There are some surprises among the drug list at https://www.goodrx.com/brand.

One drug has a generic equivalent (Crestor). Another has an over-the counter comparable product (Nexium). Good Rx told me that its search engine will default to the generic version of Crestor and provide a consumer notice for Nexium, but people can still opt to get the brands at the Inside Rx price.

Some of the diabetes products are among the excluded medications on Express Scripts’ 2017 Preferred Drug List Exclusions. These include Apridra, Onglyza, and Novolin. Hmmm.

5. For now, CVS Health’s Reduced Rx program significantly lags the Inside Rx program.
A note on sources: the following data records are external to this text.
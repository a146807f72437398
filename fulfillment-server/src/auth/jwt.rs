//! JWT token service
//!
//! Validation (and, for dev tooling and tests, generation) of the bearer
//! tokens issued by the session collaborator.

use chrono::{Duration, Utc};
use jsonwebtoken::errors::ErrorKind;
use jsonwebtoken::{Algorithm, DecodingKey, EncodingKey, Header, Validation, decode, encode};
use serde::{Deserialize, Serialize};
use thiserror::Error;

/// JWT configuration
#[derive(Debug, Clone)]
pub struct JwtConfig {
    /// Shared HS256 secret (at least 32 bytes)
    pub secret: String,
    pub expiration_minutes: i64,
    pub issuer: String,
    pub audience: String,
}

impl Default for JwtConfig {
    fn default() -> Self {
        let secret = match std::env::var("JWT_SECRET") {
            Ok(secret) if secret.len() >= 32 => secret,
            Ok(_) | Err(_) => {
                #[cfg(debug_assertions)]
                {
                    tracing::warn!("JWT_SECRET missing or too short, generating a dev-only secret");
                    generate_dev_jwt_secret()
                }
                #[cfg(not(debug_assertions))]
                {
                    panic!("JWT_SECRET must be set to at least 32 bytes in production");
                }
            }
        };

        Self {
            secret,
            expiration_minutes: std::env::var("JWT_EXPIRATION_MINUTES")
                .ok()
                .and_then(|s| s.parse().ok())
                .unwrap_or(1440),
            issuer: std::env::var("JWT_ISSUER")
                .unwrap_or_else(|_| "fulfillment-server".to_string()),
            audience: std::env::var("JWT_AUDIENCE").unwrap_or_else(|_| "terminals".to_string()),
        }
    }
}

/// Claims stored in the token
#[derive(Debug, Clone, Serialize, Deserialize)]
pub struct Claims {
    /// User ID (subject)
    pub sub: String,
    pub username: String,
    /// Terminal role
    pub role: String,
    /// Expiration timestamp
    pub exp: i64,
    /// Issued-at timestamp
    pub iat: i64,
    pub iss: String,
    pub aud: String,
}

/// JWT errors
#[derive(Error, Debug)]
pub enum JwtError {
    #[error("Invalid token: {0}")]
    InvalidToken(String),

    #[error("Token expired")]
    ExpiredToken,

    #[error("Token generation failed: {0}")]
    GenerationFailed(String),
}

/// Generate a printable dev-only JWT secret
#[cfg(debug_assertions)]
fn generate_dev_jwt_secret() -> String {
    use rand::Rng;
    const CHARSET: &[u8] = b"ABCDEFGHIJKLMNOPQRSTUVWXYZabcdefghijklmnopqrstuvwxyz0123456789";
    let mut rng = rand::thread_rng();
    (0..48)
        .map(|_| CHARSET[rng.gen_range(0..CHARSET.len())] as char)
        .collect()
}

/// JWT validation/generation service
pub struct JwtService {
    config: JwtConfig,
}

impl JwtService {
    pub fn new(config: JwtConfig) -> Self {
        Self { config }
    }

    /// Extract the token from an `Authorization: Bearer <token>` header value
    pub fn extract_from_header(header: &str) -> Option<&str> {
        header.strip_prefix("Bearer ").map(str::trim)
    }

    /// Generate a token (dev tooling and tests; issuance is external)
    pub fn generate_token(
        &self,
        user_id: &str,
        username: &str,
        role: &str,
    ) -> Result<String, JwtError> {
        let now = Utc::now();
        let claims = Claims {
            sub: user_id.to_string(),
            username: username.to_string(),
            role: role.to_string(),
            exp: (now + Duration::minutes(self.config.expiration_minutes)).timestamp(),
            iat: now.timestamp(),
            iss: self.config.issuer.clone(),
            aud: self.config.audience.clone(),
        };

        encode(
            &Header::default(),
            &claims,
            &EncodingKey::from_secret(self.config.secret.as_bytes()),
        )
        .map_err(|e| JwtError::GenerationFailed(e.to_string()))
    }

    /// Validate a token and return its claims
    pub fn validate_token(&self, token: &str) -> Result<Claims, JwtError> {
        let mut validation = Validation::new(Algorithm::HS256);
        validation.set_issuer(&[&self.config.issuer]);
        validation.set_audience(&[&self.config.audience]);

        decode::<Claims>(
            token,
            &DecodingKey::from_secret(self.config.secret.as_bytes()),
            &validation,
        )
        .map(|data| data.claims)
        .map_err(|e| match e.kind() {
            ErrorKind::ExpiredSignature => JwtError::ExpiredToken,
            _ => JwtError::InvalidToken(e.to_string()),
        })
    }
}

impl Default for JwtService {
    fn default() -> Self {
        Self::new(JwtConfig::default())
    }
}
In March, CVS Health and Novo Nordisk announced Reduced Rx, a program that also provides some insulin products at low cash prices to uninsured patients. Reduced Rx is similar to Inside Rx in that both operate as a PBM-backed discount program that passes rebates directly to patients at the point of sale.

There are two key differences. One, the Reduced Rx program is available at all pharmacies in the Caremark network, including independents. Two, Reduced Rx includes only three Novolin products.

I expect that CVS will expand its program to compete with Inside Rx. Other PBMs, especially the OptumRx business of UnitedHealth and the newly energized Prime Therapeutics, will likely follow their two larger peers into this market.

Overall, Inside Rx is a net positive for consumers, in part because it addresses the gross-to-net challenges facing the uninsured and patients with deductibles.

Who's your blog who likes to play? Drug Channels, Drug Channels!